Intervista
a LOUIS VALENÇA
Di
Marzia Biraghi
Nel mese di Giugno ho avuto occasione di ritornare in Portogallo.
In previsione della fiera di Verona dove noi della SIAEC volevamo
rendere
tributo a quello che è stato uno dei più grandi maestri del
nostro secolo nella ricorrenza del decimo anno della sua scomparsa, ho
pensato di intervistare il Sig. Luis Valença, proprietario del centro
equestre di Leziria Grande a Vilafranca de Xira, vicino a Lisbona. Luis
Valença è universalmente noto come maestro di equitazione
e per i magnifici spettacoli equestri che organizza non solo nel suo
centro,
ma ovunque in Portogallo e nel mondo. Egli è stato allievo e amico
di Nuno Oliveira col quale, peraltro, era anche imparentato, avendo
quest’ultimo
sposato una sua cugina.
Mi
ha
ricevuta con grande cortesia e ospitalità e si è
prestato volentieri a quest’intervista in cui ritengo abbia tracciato
il
vivido ritratto di un personaggio tanto difficile e complesso da
descrivere.
-D.-: «Come è incominciato il suo rapporto
con Nuno Oliveira?»
-R.-:
Io incominciai a montare quando ero molto giovane, grazie
al mio padrino di battesimo che era un appassionato di equitazione e
possedeva
alcuni cavalli. Colui che mi mise in sella fu un grande Maestro
appartenente
alla vecchia scuola, ‘Baucherista’ convinto, che all’epoca aveva 82
anni
e che seguiva i cavalli del mio padrino. Un giorno, mentre ero al
maneggio
con quest’ultimo, arrivò Oliveira per vedere un cavallo che era
in vendita. Mi chiese di montarlo per poterlo osservare. Io accettai
volentieri.
Si trattava di un cavallo lavorato e addestrato secondo il sistema
Baucher,
in grado di eseguire tutte le più complesse arie di alta scuola.

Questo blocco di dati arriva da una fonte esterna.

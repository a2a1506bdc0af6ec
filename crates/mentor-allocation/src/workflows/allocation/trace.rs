use serde::Serialize;

use super::domain::{Mentor, Stage, Student};
use super::filters::{school_is_wildcard, stage_admits, StageCount};
use super::policy::Policy;

/// Expected-value marker for a school stage that passes everything.
pub const WILDCARD_MARKER: &str = "*";

/// Comparison applied at a trace stage.
#[derive(Debug, Clone, Copy, PartialEq, Eq, Serialize)]
pub enum TraceOperator {
    #[serde(rename = "==")]
    Equals,
    #[serde(rename = ">")]
    GreaterThan,
}

/// One explainability row per (student, stage).
#[derive(Debug, Clone, PartialEq, Eq, Serialize)]
pub struct TraceRecord {
    pub student_id: String,
    pub stage: Stage,
    pub column: String,
    pub operator: TraceOperator,
    pub expected_value: String,
    pub total_before: usize,
    pub total_after: usize,
    pub matched: bool,
}

/// Recompute survivor counts for all eight stages against the original pool.
///
/// This never reuses the filter pipeline's intermediate state: it runs every
/// stage, including those after the candidate set is already empty, so the
/// trace is complete even when the fast path short-circuits.
pub fn build_trace(student: &Student, pool: &[Mentor], policy: &Policy) -> Vec<TraceRecord> {
    let mut current: Vec<&Mentor> = pool.iter().collect();
    let mut records = Vec::with_capacity(Stage::CANONICAL.len());

    for stage in Stage::CANONICAL {
        let total_before = current.len();
        current.retain(|mentor| stage_admits(stage, mentor, student, policy));
        let total_after = current.len();

        let (operator, expected_value) = match stage {
            Stage::CapacityGate => (TraceOperator::GreaterThan, "0".to_string()),
            Stage::School if school_is_wildcard(student, policy) => {
                (TraceOperator::Equals, WILDCARD_MARKER.to_string())
            }
            stage => (TraceOperator::Equals, student.profile.get(stage).to_string()),
        };

        records.push(TraceRecord {
            student_id: student.id.clone(),
            stage,
            column: policy.stage_column(stage).to_string(),
            operator,
            expected_value,
            total_before,
            total_after,
            matched: total_after > 0,
        });
    }

    records
}

/// First stage, in canonical order, whose survivor count fell to zero.
pub fn first_failing_stage(trace: &[TraceRecord]) -> Option<Stage> {
    trace
        .iter()
        .find(|record| record.total_after == 0)
        .map(|record| record.stage)
}

/// Survivor counts per stage, in the same shape the filter pipeline reports.
pub fn stage_counts(trace: &[TraceRecord]) -> Vec<StageCount> {
    trace
        .iter()
        .map(|record| StageCount {
            stage: record.stage,
            survivors: record.total_after,
        })
        .collect()
}
//! Mentor allocation: eligibility filters, capacity gate, deterministic
//! ranking, capacity ledger and the per-decision explainability trace.

pub mod capacity;
pub mod columns;
pub mod domain;
pub mod engine;
pub mod export;
pub mod filters;
pub mod ledger;
pub mod outcome;
pub mod policy;
pub mod ranking;
pub mod table;
pub mod trace;

#[cfg(test)]
mod tests;

pub use capacity::{capacity_gate, coerce_capacity, CapacityCoercionError};
pub use columns::{load_pool, load_students, ColumnMap, Field};
pub use domain::{EligibilityProfile, FieldValue, Mentor, Stage, Student};
pub use engine::{AllocationDecision, AllocationEngine, NoopProgress, ProgressReporter};
pub use filters::{filter_candidates, FilterOutcome, StageCount};
pub use ledger::{CapacityChange, CapacityLedger};
pub use outcome::{
    AllocationLogEntry, AllocationRecord, AllocationStatus, BatchOutcome, BatchSummary,
    FailureKind,
};
pub use policy::{
    FairnessStrategy, Gender, GenderCodes, Policy, PolicyError, PolicyLoadMode, PolicyStore,
    RankingRule, RankingRuleKind,
};
pub use ranking::{rank_candidates, select_winner};
pub use table::{Table, TableKind};
pub use trace::{build_trace, first_failing_stage, TraceRecord};

/// Fatal errors that abort an allocation batch.
///
/// Per-student "no match" and "no capacity" outcomes are not errors; they are
/// recorded on the log as [`FailureKind`] values.
#[derive(Debug, thiserror::Error)]
pub enum AllocationError {
    #[error(
        "{table} table is missing required column '{column}' (accepted: {})",
        .accepted.join(", ")
    )]
    DataMissing {
        table: TableKind,
        column: String,
        accepted: Vec<String>,
    },
    #[error("{table} row {row} has a blank identifier")]
    BlankIdentifier { table: TableKind, row: usize },
    #[error("mentor '{mentor_id}' appears more than once in the pool")]
    DuplicateMentor { mentor_id: String },
    #[error("mentor '{mentor_id}' has an invalid capacity: {source}")]
    InvalidCapacity {
        mentor_id: String,
        #[source]
        source: CapacityCoercionError,
    },
    #[error("capacity underflow: mentor '{mentor_id}' has {remaining} remaining seat(s)")]
    CapacityUnderflow { mentor_id: String, remaining: i64 },
    #[error("candidate index {index} is outside the pool")]
    UnknownCandidate { index: usize },
    #[error(transparent)]
    Policy(#[from] PolicyError),
    #[error("failed to read table: {0}")]
    Csv(#[from] csv::Error),
}
use std::path::{Path, PathBuf};
use std::sync::Arc;
use std::time::SystemTime;

use tracing::{debug, info};

use super::{Policy, PolicyError, PolicyLoadMode};

/// Caller-owned policy cache keyed by the document's modification time.
///
/// There is no process-wide state: whoever owns the store decides how long a
/// policy lives and when to [`reload`](Self::reload) it.
#[derive(Debug)]
pub struct PolicyStore {
    path: PathBuf,
    mode: PolicyLoadMode,
    cached: Option<CachedPolicy>,
}

#[derive(Debug)]
struct CachedPolicy {
    modified: Option<SystemTime>,
    policy: Arc<Policy>,
}

impl PolicyStore {
    pub fn new(path: impl Into<PathBuf>, mode: PolicyLoadMode) -> Self {
        Self {
            path: path.into(),
            mode,
            cached: None,
        }
    }

    pub fn path(&self) -> &Path {
        &self.path
    }

    /// Return the cached policy unless the document changed on disk.
    pub fn load(&mut self) -> Result<Arc<Policy>, PolicyError> {
        let modified = self.modified_at()?;
        if let Some(cached) = &self.cached {
            if modified.is_some() && cached.modified == modified {
                debug!(path = %self.path.display(), "policy cache hit");
                return Ok(Arc::clone(&cached.policy));
            }
        }
        self.reload()
    }

    /// Re-read and re-validate the document regardless of the cache.
    pub fn reload(&mut self) -> Result<Arc<Policy>, PolicyError> {
        let modified = self.modified_at()?;
        let policy = Arc::new(Policy::from_path(&self.path, self.mode)?);

        info!(
            path = %self.path.display(),
            version = %policy.version(),
            migrated_sections = policy.migration_warnings().len(),
            "policy loaded"
        );

        self.cached = Some(CachedPolicy {
            modified,
            policy: Arc::clone(&policy),
        });
        Ok(policy)
    }

    pub fn clear(&mut self) {
        self.cached = None;
    }

    fn modified_at(&self) -> Result<Option<SystemTime>, PolicyError> {
        let metadata = std::fs::metadata(&self.path).map_err(|source| PolicyError::Io {
            path: self.path.clone(),
            source,
        })?;
        Ok(metadata.modified().ok())
    }
}
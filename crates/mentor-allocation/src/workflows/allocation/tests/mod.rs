mod common;
mod ranking;
mod trace;
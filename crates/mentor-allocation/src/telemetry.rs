use crate::config::TelemetryConfig;
use std::fmt;
use tracing_subscriber::filter::ParseError;
use tracing_subscriber::EnvFilter;

#[derive(Debug)]
pub enum TelemetryError {
    EnvFilter { value: String, source: ParseError },
    Subscriber(Box<dyn std::error::Error + Send + Sync>),
}

impl fmt::Display for TelemetryError {
    fn fmt(&self, f: &mut fmt::Formatter<'_>) -> fmt::Result {
        match self {
            TelemetryError::EnvFilter { value, .. } => {
                write!(f, "invalid log level/filter '{}'", value)
            }
            TelemetryError::Subscriber(err) => write!(f, "unable to install subscriber: {err}"),
        }
    }
}

impl std::error::Error for TelemetryError {
    fn source(&self) -> Option<&(dyn std::error::Error + 'static)> {
        match self {
            TelemetryError::EnvFilter { source, .. } => Some(source),
            TelemetryError::Subscriber(err) => Some(&**err),
        }
    }
}

/// `RUST_LOG` wins when set; otherwise the configured level applies.
fn build_filter(config: &TelemetryConfig) -> Result<EnvFilter, TelemetryError> {
    if let Ok(filter) = EnvFilter::try_from_default_env() {
        return Ok(filter);
    }
    EnvFilter::try_new(&config.log_level).map_err(|source| TelemetryError::EnvFilter {
        value: config.log_level.clone(),
        source,
    })
}

/// Install the global compact subscriber. Batch output goes to files, so
/// logs are written to stderr without ANSI colours.
pub fn init(config: &TelemetryConfig) -> Result<(), TelemetryError> {
    tracing_subscriber::fmt()
        .with_env_filter(build_filter(config)?)
        .with_target(false)
        .with_writer(std::io::stderr)
        .compact()
        .with_ansi(false)
        .try_init()
        .map_err(TelemetryError::Subscriber)
}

Cercai di esprimere il meglio di me stesso e del cavallo nonostante la
mia modesta e breve esperienza. Quando scesi Oliveira mi disse: «Molto
bene, ma l’equitazione non è questo!» Questo succedeva a mezzogiorno.
Alle due del pomeriggio rientrai a casa per colazione e mia madre mi
disse:
«Sai chi è al telefono con me da più di un’ora?»
Era Oliveira che mi invitava a recarmi presso di lui perché, dato
che sapeva che volevo diventare un professionista, intendeva parlarmi.
Così feci e, parlando con lui, mi disse che a suo avviso l’equitazione
non si fermava a Baucher, che personalmente aveva un altro concetto
dell’equitazione
e che se volevo intraprendere questa strada era disponibile a darmi
lezione.
Poiché io accettai di buon grado, mi disse subito senza mezzi termini
che potevo andare da lui tutti i giorni ma che alle sette del mattino
dovevo
essere già in sella. Fu così che incominciai la mia lunga
esperienza con questo straordinario uomo e Maestro.
-D:-:
«Dovendo parlare di Oliveira, quali sono gli aspetti
della sua persona che metterebbe più in risalto?»
-R.-:
Ciò che più mi preme trasmettere di Oliveira
è la sua straordinaria, sincera e profonda passione per il cavallo
e per l’equitazione.
In
lui
albergava il fuoco della passione per il cavallo: quando
aveva nelle mani un cavallo nuovo impazziva di gioia come un bambino di
fronte a un giocattolo a lungo desiderato. Si precipitava allora per
vederlo,
per fargli la toilette, per lavorarlo, come se fosse il primo cavallo
della
sua vita.
Non
ha
mai avuto i mezzi per comprare cavalli di qualità
straordinarie, per cui i cavalli mediocri con cui era costretto a
lavorare,
hanno costituito per lui una fonte e un laboratorio ricchissimo di
esperienze.
Era un uomo che lavorava dalle cinque del mattino fino a sera. Lavorava
quotidianamente anche per 14 ore e, di sicuro, quando riposava pensava
al lavoro da eseguire sui suoi cavalli nel giorno seguente.
Il
successo che quest’uomo ha avuto lo deve alla sua passione
che andava al di là del normale, difficile a tradurre in parole.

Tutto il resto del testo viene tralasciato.